**Exercise brief**
Which lines of the records contain the word "BalanceDisplay"? Copy each one.

[Listed records — start]

use crate::balance::BalanceDisplay;
use crate::chain::{LedgerClient, LocalWallet, SimulatedLedger, WalletAdapter};
use crate::config::Config;
use crate::donation::DonationPanel;
use crate::feedback::FeedbackBoard;
use crate::models::community_polls;
use crate::store::CreditStore;
use crate::voting::{DelayedSettlement, Settlement, VotingPanel};
use log::info;
use std::sync::Arc;

/// Everything one console session owns: the shared credit store and the
/// three panels wired to the same wallet and ledger.
pub struct App {
    pub config: Config,
    pub wallet: Arc<LocalWallet>,
    pub ledger: Arc<SimulatedLedger>,
    pub store: Arc<CreditStore>,
    pub feedback: Arc<FeedbackBoard>,
    pub donation: DonationPanel,
    pub balance: Arc<BalanceDisplay>,
    pub voting: VotingPanel,
}

impl App {
    pub fn new(config: Config) -> Self {
        let settlement = Arc::new(DelayedSettlement::new(config.vote_delay));
        Self::with_settlement(config, settlement)
    }

    pub fn with_settlement(config: Config, settlement: Arc<dyn Settlement>) -> Self {
        let ledger = Arc::new(SimulatedLedger::new(
            config.app_id,
            config.asset_id,
            &config.genesis_id,
        ));
        let wallet = Arc::new(LocalWallet::with_dev_accounts(config.dev_accounts));
        for account in wallet.accounts() {
            ledger.fund(&account, config.dev_funding);
        }
        info!(
            "Ledger ready: app {} at {}, {} dev account(s) funded with {}",
            config.app_id,
            ledger.app_address().short(),
            config.dev_accounts,
            config.dev_funding
        );

        let store = Arc::new(CreditStore::new(&config.storage_prefix));
        let feedback = Arc::new(FeedbackBoard::new(config.feedback_ttl));
        let wallet_dyn: Arc<dyn WalletAdapter> = wallet.clone();
        let ledger_dyn: Arc<dyn LedgerClient> = ledger.clone();

        let donation = DonationPanel::new(
            &config,
            wallet_dyn.clone(),
            ledger_dyn,
            store.clone(),
            feedback.clone(),
        );
        let balance = Arc::new(BalanceDisplay::mount(store.clone(), wallet_dyn.clone()));
        let voting = VotingPanel::new(
            community_polls(),
            store.clone(),
            wallet_dyn,
            feedback.clone(),
            settlement,
        );

        Self {
            config,
            wallet,
            ledger,
            store,
            feedback,
            donation,
            balance,
            voting,
        }
    }
}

[Listed records — finish]

**Answer space**
use crate::balance::BalanceDisplay;
    pub balance: Arc<BalanceDisplay>,
        let balance = Arc::new(BalanceDisplay::mount(store.clone(), wallet_dyn.clone()));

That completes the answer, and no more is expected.